▶ [The task]: Show each line of the listing in which the word "monsters" occurs.
*** Opening Input data ***
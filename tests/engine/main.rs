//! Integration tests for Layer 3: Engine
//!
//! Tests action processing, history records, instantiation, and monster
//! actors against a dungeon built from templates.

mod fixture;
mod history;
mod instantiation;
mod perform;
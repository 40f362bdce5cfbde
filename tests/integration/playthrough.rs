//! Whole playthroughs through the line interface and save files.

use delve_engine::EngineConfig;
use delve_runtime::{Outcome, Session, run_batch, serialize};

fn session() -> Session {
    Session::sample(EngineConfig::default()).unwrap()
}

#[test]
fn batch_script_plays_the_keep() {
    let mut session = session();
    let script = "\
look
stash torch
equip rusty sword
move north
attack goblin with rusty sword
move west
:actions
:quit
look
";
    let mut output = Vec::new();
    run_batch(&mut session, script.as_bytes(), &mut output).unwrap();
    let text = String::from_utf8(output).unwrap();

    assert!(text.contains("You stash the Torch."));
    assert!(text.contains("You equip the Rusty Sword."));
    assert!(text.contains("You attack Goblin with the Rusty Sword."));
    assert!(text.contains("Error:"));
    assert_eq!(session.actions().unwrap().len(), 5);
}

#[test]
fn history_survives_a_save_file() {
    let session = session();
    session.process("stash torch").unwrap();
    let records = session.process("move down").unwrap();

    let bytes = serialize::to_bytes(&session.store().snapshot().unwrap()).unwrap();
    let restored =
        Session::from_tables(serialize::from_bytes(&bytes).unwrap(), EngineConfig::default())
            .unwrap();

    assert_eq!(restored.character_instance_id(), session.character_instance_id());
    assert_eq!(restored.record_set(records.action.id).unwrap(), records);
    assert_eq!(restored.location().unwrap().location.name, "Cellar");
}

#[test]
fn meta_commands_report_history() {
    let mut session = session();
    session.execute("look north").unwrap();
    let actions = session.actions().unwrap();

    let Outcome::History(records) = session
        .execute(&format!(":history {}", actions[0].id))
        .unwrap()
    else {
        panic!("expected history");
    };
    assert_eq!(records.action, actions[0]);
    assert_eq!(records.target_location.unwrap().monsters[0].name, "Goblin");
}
*** Closing Input data ***
*** Opening Input data ***
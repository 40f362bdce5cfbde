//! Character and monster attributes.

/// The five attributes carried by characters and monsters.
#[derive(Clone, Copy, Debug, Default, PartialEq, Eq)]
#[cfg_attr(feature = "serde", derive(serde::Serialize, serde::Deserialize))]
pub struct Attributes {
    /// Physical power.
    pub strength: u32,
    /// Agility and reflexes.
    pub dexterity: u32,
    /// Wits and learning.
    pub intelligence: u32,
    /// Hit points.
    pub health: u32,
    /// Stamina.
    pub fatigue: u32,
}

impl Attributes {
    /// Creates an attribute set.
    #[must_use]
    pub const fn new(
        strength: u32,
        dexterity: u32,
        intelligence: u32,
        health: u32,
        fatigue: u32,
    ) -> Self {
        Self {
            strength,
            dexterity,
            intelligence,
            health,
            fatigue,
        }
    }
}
*** Closing Input data ***
▶ [Your response]:
    assert_eq!(records.target_location.unwrap().monsters[0].name, "Goblin");
/// The five attributes carried by characters and monsters.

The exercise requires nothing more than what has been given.